I come from a long line of entrepreneurs. My grandfather came from Italy as a child and started a successful restaurant. My father had a business selling jewelry outside his “real job”. But when I started Clarity Quest 20 years ago, I was winging it.
Business and engineering degrees taught me nothing about leading and growing a company. Working in enterprise and startup companies taught me more about what NOT to do than what SHOULD be done.
My employees have schooled me in what’s needed to run a successful company.
Here are the top 8 preconceived notions my amazing team has kicked out of my brain.
1. Intelligence is more important than behavior and values.
This is the myth that took me the longest to kick to the curb. In engineering school, everyone knew their class rank. Smarter was better. But in business, this mentality can quickly sabotage an organization if the person is smart, but not a team player.
Sure, your team members need certain skill sets, but they also have to be willing to play nice with others, share responsibility, train new hires, and leave ego at the door.
Similar to a family that gels, everyone on the team must have the same values and decency. One toxic person can set off a wave of resignations and scuttle the whole department or company.
2. You can’t teach leadership or communication skills.
I’ve seen people who were introverted, “by the lines” individual contributors blossom into eloquent communications leading large project teams.
Don’t hold back on investing in education. Give your team the training they want. I did learn from my grandfather that education was the key to success. He used to say “they can never take that pigskin (diploma) away from you.”
3. You can’t teach creativity.
People can learn to be creative if you give them the permission to fail. If a folk singer is afraid of playing a wrong chord or hitting a wrong note, she will never express her true talent.
Encourage your team to read fiction, paint, play guitar, get into photography. Looking at the world differently away from a computer screen is one of the best avenues to artistic freedom.
4. You can let bad behavior and subpar work slide when it’s tough to hire.
I’m guilty of keeping on employees because they brought in a big account or it was hard to find talent. This mentality brings your good people down and makes them ask why the rules don’t apply to this particular person.
As difficult as it may be to cut the cord, do it. Explain the situation to clients/customers if you have to offboard someone they like or delay a deliverable. They will often understand having been in the same situation.
5. You can ignore the uncomfortable conversations.

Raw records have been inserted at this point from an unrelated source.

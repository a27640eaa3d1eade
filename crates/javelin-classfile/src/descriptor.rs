//! Field and method descriptors.

use crate::error::ClassFileError;

/// An erased field type.
#[derive(Clone, Debug, PartialEq, Eq)]
pub enum FieldType {
    /// One of `B C D F I J S Z`.
    Base(char),
    /// Binary class name.
    Object(String),
    Array(Box<FieldType>),
}

impl FieldType {
    pub fn descriptor(&self) -> String {
        let mut out = String::new();
        self.write_descriptor(&mut out);
        out
    }

    fn write_descriptor(&self, out: &mut String) {
        match self {
            FieldType::Base(c) => out.push(*c),
            FieldType::Object(name) => {
                out.push('L');
                out.push_str(name);
                out.push(';');
            }
            FieldType::Array(element) => {
                out.push('[');
                element.write_descriptor(out);
            }
        }
    }
}

/// An erased method shape; `ret` is `None` for `void`.
#[derive(Clone, Debug, PartialEq, Eq)]
pub struct MethodDescriptor {
    pub params: Vec<FieldType>,
    pub ret: Option<FieldType>,
}

impl MethodDescriptor {
    pub fn descriptor(&self) -> String {
        let mut out = String::from("(");
        for param in &self.params {
            param.write_descriptor(&mut out);
        }
        out.push(')');
        match &self.ret {
            Some(ty) => ty.write_descriptor(&mut out),
            None => out.push('V'),
        }
        out
    }
}

pub fn parse_field_descriptor(text: &str) -> Result<FieldType, ClassFileError> {
    let mut chars = text.char_indices().peekable();
    let ty = parse_one(text, &mut chars)?;
    if chars.next().is_some() {
        return Err(ClassFileError::BadDescriptor(text.to_string()));
    }
    Ok(ty)
}

pub fn parse_method_descriptor(text: &str) -> Result<MethodDescriptor, ClassFileError> {
    let mut chars = text.char_indices().peekable();
    if chars.next().map(|(_, c)| c) != Some('(') {
        return Err(ClassFileError::BadDescriptor(text.to_string()));
    }
    let mut params = Vec::new();
    loop {
        match chars.peek() {
            Some((_, ')')) => {
                chars.next();
                break;
            }
            Some(_) => params.push(parse_one(text, &mut chars)?),
            None => return Err(ClassFileError::BadDescriptor(text.to_string())),
        }
    }
    let ret = match chars.peek() {
        Some((_, 'V')) => {
            chars.next();
            None
        }
        Some(_) => Some(parse_one(text, &mut chars)?),
        None => return Err(ClassFileError::BadDescriptor(text.to_string())),
    };
    if chars.next().is_some() {
        return Err(ClassFileError::BadDescriptor(text.to_string()));
    }
    Ok(MethodDescriptor { params, ret })
}

fn parse_one(
    text: &str,
    chars: &mut std::iter::Peekable<std::str::CharIndices<'_>>,
) -> Result<FieldType, ClassFileError> {
    let Some((_, c)) = chars.next() else {
        return Err(ClassFileError::BadDescriptor(text.to_string()));
    };
    match c {
        'B' | 'C' | 'D' | 'F' | 'I' | 'J' | 'S' | 'Z' => Ok(FieldType::Base(c)),
        '[' => Ok(FieldType::Array(Box::new(parse_one(text, chars)?))),
        'L' => {
            let mut name = String::new();
            for (_, c) in chars.by_ref() {
                if c == ';' {
                    return Ok(FieldType::Object(name));
                }
                name.push(c);
            }
            Err(ClassFileError::BadDescriptor(text.to_string()))
        }
        _ => Err(ClassFileError::BadDescriptor(text.to_string())),
    }
}

#[cfg(test)]
mod tests {
    use super::*;

    #[test]
    fn round_trips() {
        for text in ["I", "[[J", "Ljava/lang/String;", "[Ljava/util/Map$Entry;"] {
            assert_eq!(parse_field_descriptor(text).unwrap().descriptor(), text);
        }
        for text in ["()V", "(IJ)Ljava/lang/String;", "([BLjava/lang/Object;)[I"] {
            assert_eq!(parse_method_descriptor(text).unwrap().descriptor(), text);
        }
    }

    #[test]
    fn rejects_malformed() {
        assert!(parse_field_descriptor("Q").is_err());
        assert!(parse_field_descriptor("Ljava/lang/String").is_err());
        assert!(parse_field_descriptor("II").is_err());
        assert!(parse_method_descriptor("(I").is_err());
    }
}
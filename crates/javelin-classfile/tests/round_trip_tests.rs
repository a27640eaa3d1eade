use javelin_classfile::*;

fn marker(descriptor: &str, visible: bool) -> AnnotationItem {
    AnnotationItem {
        type_descriptor: descriptor.to_string(),
        values: Vec::new(),
        visible,
    }
}

#[test]
fn minimal_class_round_trips() {
    let cf = ClassFile {
        minor: 0,
        major: DEFAULT_MAJOR_VERSION,
        access: 0x0021, // public super
        name: "com/example/A".to_string(),
        super_name: Some("java/lang/Object".to_string()),
        fields: vec![FieldItem {
            access: 0x0001,
            name: "x".to_string(),
            descriptor: "I".to_string(),
            signature: None,
            constant: Some(ElemConst::Int(3)),
            annotations: Vec::new(),
            type_annotations: Vec::new(),
            deprecated: false,
        }],
        ..ClassFile::default()
    };
    let bytes = write_class(&cf).unwrap();
    assert_eq!(&bytes[0..4], &[0xCA, 0xFE, 0xBA, 0xBE]);
    let back = read_class(&bytes).unwrap();
    assert_eq!(back.name, "com/example/A");
    assert_eq!(back.super_name.as_deref(), Some("java/lang/Object"));
    assert_eq!(back.access, 0x0021);
    assert_eq!(back.fields.len(), 1);
    assert_eq!(back.fields[0].descriptor, "I");
    assert_eq!(back.fields[0].constant, Some(ElemConst::Int(3)));
}

#[test]
fn signatures_methods_and_exceptions_round_trip() {
    let cf = ClassFile {
        major: DEFAULT_MAJOR_VERSION,
        access: 0x0021,
        name: "P".to_string(),
        super_name: Some("java/lang/Object".to_string()),
        signature: Some("<K:Ljava/lang/Object;V:Ljava/lang/Object;>Ljava/lang/Object;".to_string()),
        methods: vec![MethodItem {
            access: 0x0001,
            name: "get".to_string(),
            descriptor: "(Ljava/lang/Object;)Ljava/lang/Object;".to_string(),
            signature: Some("(TK;)TV;".to_string()),
            exceptions: vec!["java/io/IOException".to_string()],
            annotations: vec![marker("LA;", true)],
            parameter_annotations: Some(vec![vec![marker("LB;", true)]]),
            type_annotations: Vec::new(),
            method_parameters: vec![(Some("key".to_string()), 0)],
            annotation_default: None,
            deprecated: false,
        }],
        ..ClassFile::default()
    };
    let bytes = write_class(&cf).unwrap();
    let back = read_class(&bytes).unwrap();
    assert_eq!(back.signature.as_deref(), Some("<K:Ljava/lang/Object;V:Ljava/lang/Object;>Ljava/lang/Object;"));
    let method = &back.methods[0];
    assert_eq!(method.signature.as_deref(), Some("(TK;)TV;"));
    assert_eq!(method.exceptions, vec!["java/io/IOException".to_string()]);
    assert_eq!(method.annotations, vec![marker("LA;", true)]);
    assert_eq!(
        method.parameter_annotations,
        Some(vec![vec![marker("LB;", true)]])
    );
    assert_eq!(method.method_parameters, vec![(Some("key".to_string()), 0)]);
}

#[test]
fn type_annotations_round_trip() {
    let cf = ClassFile {
        major: DEFAULT_MAJOR_VERSION,
        access: 0x0020,
        name: "T".to_string(),
        super_name: Some("java/lang/Object".to_string()),
        fields: vec![FieldItem {
            access: 0,
            name: "x".to_string(),
            descriptor: "[[I".to_string(),
            signature: None,
            constant: None,
            annotations: Vec::new(),
            type_annotations: vec![
                TypeAnnotationItem {
                    target: TargetInfo::Field,
                    path: vec![TypePathStep::Array, TypePathStep::Array],
                    annotation: marker("LT;", true),
                },
                TypeAnnotationItem {
                    target: TargetInfo::Field,
                    path: Vec::new(),
                    annotation: marker("LU;", true),
                },
            ],
            deprecated: false,
        }],
        ..ClassFile::default()
    };
    let bytes = write_class(&cf).unwrap();
    let back = read_class(&bytes).unwrap();
    let tas = &back.fields[0].type_annotations;
    assert_eq!(tas.len(), 2);
    assert_eq!(tas[0].path, vec![TypePathStep::Array, TypePathStep::Array]);
    assert_eq!(tas[0].target, TargetInfo::Field);
    assert!(tas[1].path.is_empty());
}

#[test]
fn inner_classes_and_sealed_round_trip() {
    let cf = ClassFile {
        major: DEFAULT_MAJOR_VERSION,
        access: 0x0601, // public interface
        name: "I".to_string(),
        super_name: Some("java/lang/Object".to_string()),
        permitted_subclasses: vec!["A".to_string(), "B".to_string()],
        inner_classes: vec![InnerClassItem {
            inner: "Outer$Mid".to_string(),
            outer: Some("Outer".to_string()),
            inner_name: Some("Mid".to_string()),
            access: 0x0008,
        }],
        nest_members: vec!["I$N".to_string()],
        ..ClassFile::default()
    };
    let bytes = write_class(&cf).unwrap();
    let back = read_class(&bytes).unwrap();
    assert_eq!(back.permitted_subclasses, vec!["A", "B"]);
    assert_eq!(back.inner_classes.len(), 1);
    assert_eq!(back.inner_classes[0].inner_name.as_deref(), Some("Mid"));
    assert_eq!(back.inner_classes[0].access, 0x0008);
    assert_eq!(back.nest_members, vec!["I$N".to_string()]);
}

#[test]
fn annotation_default_and_enum_values_round_trip() {
    let cf = ClassFile {
        major: DEFAULT_MAJOR_VERSION,
        access: 0x2601, // public interface annotation
        name: "Anno".to_string(),
        super_name: Some("java/lang/Object".to_string()),
        methods: vec![MethodItem {
            access: 0x0401,
            name: "value".to_string(),
            descriptor: "()LColor;".to_string(),
            signature: None,
            exceptions: Vec::new(),
            annotations: Vec::new(),
            parameter_annotations: None,
            type_annotations: Vec::new(),
            method_parameters: Vec::new(),
            annotation_default: Some(ElementValue::EnumConst {
                type_descriptor: "LColor;".to_string(),
                const_name: "RED".to_string(),
            }),
            deprecated: false,
        }],
        ..ClassFile::default()
    };
    let bytes = write_class(&cf).unwrap();
    let back = read_class(&bytes).unwrap();
    assert_eq!(
        back.methods[0].annotation_default,
        Some(ElementValue::EnumConst {
            type_descriptor: "LColor;".to_string(),
            const_name: "RED".to_string(),
        })
    );
}

#[test]
fn module_round_trips() {
    let cf = ClassFile {
        major: DEFAULT_MAJOR_VERSION,
        access: 0x8000,
        name: "module-info".to_string(),
        super_name: None,
        module: Some(ModuleItem {
            name: "com.example.app".to_string(),
            flags: 0x0020, // open
            requires: vec![("java.base".to_string(), 0x8000)],
            exports: vec![(
                "com/example/api".to_string(),
                0,
                vec!["friend.one".to_string()],
            )],
            opens: vec![("com/example/internal".to_string(), 0, Vec::new())],
            uses: vec!["com/example/spi/Service".to_string()],
            provides: vec![(
                "com/example/spi/Service".to_string(),
                vec!["com/example/impl/Impl".to_string()],
            )],
        }),
        ..ClassFile::default()
    };
    let bytes = write_class(&cf).unwrap();
    let back = read_class(&bytes).unwrap();
    let module = back.module.expect("module");
    assert_eq!(module.name, "com.example.app");
    assert_eq!(module.requires, vec![("java.base".to_string(), 0x8000)]);
    assert_eq!(module.exports[0].2, vec!["friend.one".to_string()]);
    assert_eq!(module.uses, vec!["com/example/spi/Service".to_string()]);
}
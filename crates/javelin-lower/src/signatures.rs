//! Generic-signature synthesis.
//!
//! A signature is emitted only when it says more than the descriptor: the
//! declaration has type parameters, or a type somewhere in it mentions a
//! type variable or a parameterized class. The grammar is the standard
//! class-file form (`TK;`, `Ljava/util/List<+TT;>;`, `[I`).

use crate::Lowerer;
use javelin_common::names as bn;
use javelin_model::{Env, MethodInfo, SourceKind, TyParam, Type, TypeBoundClass, WildBoundTy};

pub(crate) fn class_signature(lowerer: &Lowerer<'_>, class: &TypeBoundClass) -> Option<String> {
    let needs = !class.type_params.is_empty()
        || class.supertype.as_ref().is_some_and(is_generic)
        || class.interfaces.iter().any(is_generic);
    if !needs {
        return None;
    }
    let mut out = String::new();
    write_type_params(lowerer, &class.type_params, &mut out);
    match &class.supertype {
        Some(ty) => write_type(lowerer, ty, &mut out),
        None => out.push_str("Ljava/lang/Object;"),
    }
    for iface in &class.interfaces {
        write_type(lowerer, iface, &mut out);
    }
    Some(out)
}

pub(crate) fn method_signature(lowerer: &Lowerer<'_>, method: &MethodInfo) -> Option<String> {
    let generic_throws = method.throws.iter().any(is_generic);
    let needs = !method.type_params.is_empty()
        || method.params.iter().any(|p| is_generic(&p.ty))
        || is_generic(&method.return_ty)
        || generic_throws;
    if !needs {
        return None;
    }
    let mut out = String::new();
    write_type_params(lowerer, &method.type_params, &mut out);
    out.push('(');
    for param in &method.params {
        write_type(lowerer, &param.ty, &mut out);
    }
    out.push(')');
    write_type(lowerer, &method.return_ty, &mut out);
    if generic_throws {
        for thrown in &method.throws {
            out.push('^');
            write_type(lowerer, thrown, &mut out);
        }
    }
    Some(out)
}

pub(crate) fn field_signature(lowerer: &Lowerer<'_>, ty: &Type) -> Option<String> {
    if !is_generic(ty) {
        return None;
    }
    let mut out = String::new();
    write_type(lowerer, ty, &mut out);
    Some(out)
}

/// Does this type carry information the erased descriptor loses?
pub(crate) fn is_generic(ty: &Type) -> bool {
    match ty {
        Type::TyVar(..) | Type::Wildcard(_) | Type::Intersection(_) => true,
        Type::Array(element, _) => is_generic(element),
        Type::Class(class_ty) => class_ty.path.iter().any(|link| !link.args.is_empty()),
        _ => false,
    }
}

/// Is a type-parameter bound an interface? Decides whether bound index 0
/// (reserved for a class bound) is skipped.
pub(crate) fn bound_is_interface(lowerer: &Lowerer<'_>, bound: &Type) -> bool {
    match bound {
        Type::Class(class_ty) => lowerer
            .env
            .entry(class_ty.sym())
            .map(|b| matches!(b.kind, SourceKind::Interface | SourceKind::Annotation))
            .unwrap_or(false),
        _ => false,
    }
}

fn write_type_params(lowerer: &Lowerer<'_>, params: &[TyParam], out: &mut String) {
    if params.is_empty() {
        return;
    }
    out.push('<');
    for param in params {
        lowerer.names().with(param.sym.name, |name| out.push_str(name));
        out.push(':');
        match param.bounds.first() {
            None => out.push_str("Ljava/lang/Object;"),
            Some(first) if bound_is_interface(lowerer, first) => {
                // Interface-first bound lists leave the class bound empty.
                out.push(':');
                write_type(lowerer, first, out);
            }
            Some(first) => write_type(lowerer, first, out),
        }
        for bound in param.bounds.iter().skip(1) {
            out.push(':');
            write_type(lowerer, bound, out);
        }
    }
    out.push('>');
}

pub(crate) fn write_type(lowerer: &Lowerer<'_>, ty: &Type, out: &mut String) {
    match ty {
        Type::Primitive(kind, _) => out.push(kind.descriptor()),
        Type::Void => out.push('V'),
        Type::Array(element, _) => {
            out.push('[');
            write_type(lowerer, element, out);
        }
        Type::TyVar(sym, _) => {
            out.push('T');
            lowerer.names().with(sym.name, |name| out.push_str(name));
            out.push(';');
        }
        Type::Class(class_ty) => {
            // Fuse the longest argument-free prefix into a binary name;
            // later links use the dotted nested form.
            let split = class_ty
                .path
                .iter()
                .position(|link| !link.args.is_empty())
                .unwrap_or(class_ty.path.len() - 1);
            let head = &class_ty.path[split];
            lowerer.touch(head.sym);
            out.push('L');
            out.push_str(&lowerer.names().binary_name(head.sym));
            write_type_args(lowerer, &head.args, out);
            for link in &class_ty.path[split + 1..] {
                lowerer.touch(link.sym);
                out.push('.');
                let binary = lowerer.names().binary_name(link.sym);
                out.push_str(bn::simple_name_of(&binary));
                write_type_args(lowerer, &link.args, out);
            }
            out.push(';');
        }
        Type::Wildcard(wild) => match &wild.bound {
            // A bare wildcard outside an argument list cannot happen in
            // well-formed input; degrade to its bound.
            WildBoundTy::Upper(bound) => write_type(lowerer, bound, out),
            _ => out.push_str("Ljava/lang/Object;"),
        },
        Type::Intersection(bounds) => match bounds.first() {
            Some(first) => write_type(lowerer, first, out),
            None => out.push_str("Ljava/lang/Object;"),
        },
        Type::Error => out.push_str("Ljava/lang/Object;"),
    }
}

fn write_type_args(lowerer: &Lowerer<'_>, args: &[Type], out: &mut String) {
    if args.is_empty() {
        return;
    }
    out.push('<');
    for arg in args {
        match arg {
            Type::Wildcard(wild) => match &wild.bound {
                WildBoundTy::None => out.push('*'),
                WildBoundTy::Upper(bound) => {
                    out.push('+');
                    write_type(lowerer, bound, out);
                }
                WildBoundTy::Lower(bound) => {
                    out.push('-');
                    write_type(lowerer, bound, out);
                }
            },
            other => write_type(lowerer, other, out),
        }
    }
    out.push('>');
}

Having to tell an employee he is not meeting requirements or goofing up is probably the least pleasant part of a leader’s job. But having these interactions and creating a correction plan is the only way to solve the challenges the employee is having. You’re doing both parties a disservice by sweeping issues under the rug or getting passive-aggressive.
6. You have to hide business metrics from your team.
I see a lot of business owners hold the numbers tight to their vest. How are your employees supposed to understand the decisions you make? I share revenue, profit margin, account profit, and more so our team has a context for hiring decisions, benefits selection, and the investments we make. Treat your employees like adults and they will respond in kind.
7. You need to come to the rescue.
There is no way to scale an agency, or any business if the CEO has to do the dirty work or come to the rescue whenever a project goes off the rails. People learn by trying, failing, picking themselves up, and then succeeding.
The one exception is legal entanglements. Owners need to get involved once attorneys are in the picture.
8. You can be friends with your employees.
This is the toughest one for me to write because I view each member of our Clarity Quest team as part of a tight-knit family and some have been here over 10 years. You can have fun and goof around a bit, but you still are the boss.
You have to make difficult decisions like compensation and corrective action plans that require objectivity. You have to make difficult hiring and firing decisions. Keep things fun, but always be professional.